* **Problem requirements**
Transcribe the data exactly, stopping after the "use uuid::Uuid;" line.

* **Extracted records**
[Start of section]

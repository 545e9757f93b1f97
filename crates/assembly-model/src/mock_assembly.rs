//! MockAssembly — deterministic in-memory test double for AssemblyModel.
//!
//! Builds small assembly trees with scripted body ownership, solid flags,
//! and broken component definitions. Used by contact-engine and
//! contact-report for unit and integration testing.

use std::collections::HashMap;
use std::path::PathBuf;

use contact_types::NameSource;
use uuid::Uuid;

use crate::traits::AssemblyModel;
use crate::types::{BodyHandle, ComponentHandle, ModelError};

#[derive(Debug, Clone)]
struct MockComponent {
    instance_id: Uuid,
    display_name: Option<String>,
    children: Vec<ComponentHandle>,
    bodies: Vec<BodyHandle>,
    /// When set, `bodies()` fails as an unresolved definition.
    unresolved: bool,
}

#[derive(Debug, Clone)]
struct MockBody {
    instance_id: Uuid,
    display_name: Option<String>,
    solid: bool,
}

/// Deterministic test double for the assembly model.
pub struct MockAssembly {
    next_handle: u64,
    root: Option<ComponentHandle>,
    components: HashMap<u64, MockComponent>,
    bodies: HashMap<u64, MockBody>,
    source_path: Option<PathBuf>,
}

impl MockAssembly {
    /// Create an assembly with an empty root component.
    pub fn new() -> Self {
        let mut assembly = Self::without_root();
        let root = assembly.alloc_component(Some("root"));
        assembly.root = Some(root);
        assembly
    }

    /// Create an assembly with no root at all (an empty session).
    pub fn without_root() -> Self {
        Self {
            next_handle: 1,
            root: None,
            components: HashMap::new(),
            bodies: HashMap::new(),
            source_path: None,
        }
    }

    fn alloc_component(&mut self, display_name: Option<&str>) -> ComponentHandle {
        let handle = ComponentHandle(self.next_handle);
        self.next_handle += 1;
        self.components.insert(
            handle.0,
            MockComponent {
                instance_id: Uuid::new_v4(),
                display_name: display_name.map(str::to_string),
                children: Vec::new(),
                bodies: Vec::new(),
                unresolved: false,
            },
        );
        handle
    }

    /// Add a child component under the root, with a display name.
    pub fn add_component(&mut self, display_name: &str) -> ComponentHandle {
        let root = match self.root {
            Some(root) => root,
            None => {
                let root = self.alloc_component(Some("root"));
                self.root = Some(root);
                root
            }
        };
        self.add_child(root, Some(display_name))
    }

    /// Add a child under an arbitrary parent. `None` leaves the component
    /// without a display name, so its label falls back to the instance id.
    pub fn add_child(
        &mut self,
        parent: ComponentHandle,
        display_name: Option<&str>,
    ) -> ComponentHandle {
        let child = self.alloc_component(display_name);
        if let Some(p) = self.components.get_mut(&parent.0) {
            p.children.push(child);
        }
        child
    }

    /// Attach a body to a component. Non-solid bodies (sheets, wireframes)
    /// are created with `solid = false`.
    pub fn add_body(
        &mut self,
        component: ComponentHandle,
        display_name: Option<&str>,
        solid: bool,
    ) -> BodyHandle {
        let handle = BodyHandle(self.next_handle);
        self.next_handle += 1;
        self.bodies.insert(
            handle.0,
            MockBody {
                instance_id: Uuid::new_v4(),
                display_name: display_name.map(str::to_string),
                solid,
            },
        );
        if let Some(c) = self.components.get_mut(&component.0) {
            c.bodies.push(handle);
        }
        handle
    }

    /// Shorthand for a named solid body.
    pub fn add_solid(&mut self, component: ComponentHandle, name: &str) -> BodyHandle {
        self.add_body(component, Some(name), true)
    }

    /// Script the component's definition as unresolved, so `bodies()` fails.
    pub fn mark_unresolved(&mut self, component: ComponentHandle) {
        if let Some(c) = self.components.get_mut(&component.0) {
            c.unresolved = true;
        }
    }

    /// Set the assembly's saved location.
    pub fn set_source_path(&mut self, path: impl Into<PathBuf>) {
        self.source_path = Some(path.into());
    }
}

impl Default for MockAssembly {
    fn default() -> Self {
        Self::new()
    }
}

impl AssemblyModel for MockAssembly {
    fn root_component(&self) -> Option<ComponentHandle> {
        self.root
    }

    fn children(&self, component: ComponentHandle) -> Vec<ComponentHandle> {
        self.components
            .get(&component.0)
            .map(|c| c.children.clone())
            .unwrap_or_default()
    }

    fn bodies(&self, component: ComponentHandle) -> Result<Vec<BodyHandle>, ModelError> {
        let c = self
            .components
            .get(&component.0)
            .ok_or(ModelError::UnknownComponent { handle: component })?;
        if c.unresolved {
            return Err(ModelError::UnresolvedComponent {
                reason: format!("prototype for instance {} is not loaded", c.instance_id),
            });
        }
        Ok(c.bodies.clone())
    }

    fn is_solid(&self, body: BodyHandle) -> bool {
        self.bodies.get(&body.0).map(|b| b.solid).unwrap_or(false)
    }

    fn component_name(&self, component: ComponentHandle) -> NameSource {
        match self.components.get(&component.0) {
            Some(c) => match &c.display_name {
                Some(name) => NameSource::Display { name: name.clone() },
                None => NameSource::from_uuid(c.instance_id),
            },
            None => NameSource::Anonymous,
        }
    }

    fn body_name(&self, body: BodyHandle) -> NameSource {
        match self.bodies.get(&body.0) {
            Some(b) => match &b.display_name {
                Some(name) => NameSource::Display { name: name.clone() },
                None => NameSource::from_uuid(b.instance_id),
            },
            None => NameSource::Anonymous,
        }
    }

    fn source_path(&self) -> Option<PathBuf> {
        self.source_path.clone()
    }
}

[End of section]

* **Worked solution**
repository 545e9757f93b1f97
filename crates/assembly-model/src/mock_assembly.rs
//! MockAssembly — deterministic in-memory test double for AssemblyModel.
//!
//! Builds small assembly trees with scripted body ownership, solid flags,
//! and broken component definitions. Used by contact-engine and
//! contact-report for unit and integration testing.

use std::collections::HashMap;
use std::path::PathBuf;

use contact_types::NameSource;
use uuid::Uuid;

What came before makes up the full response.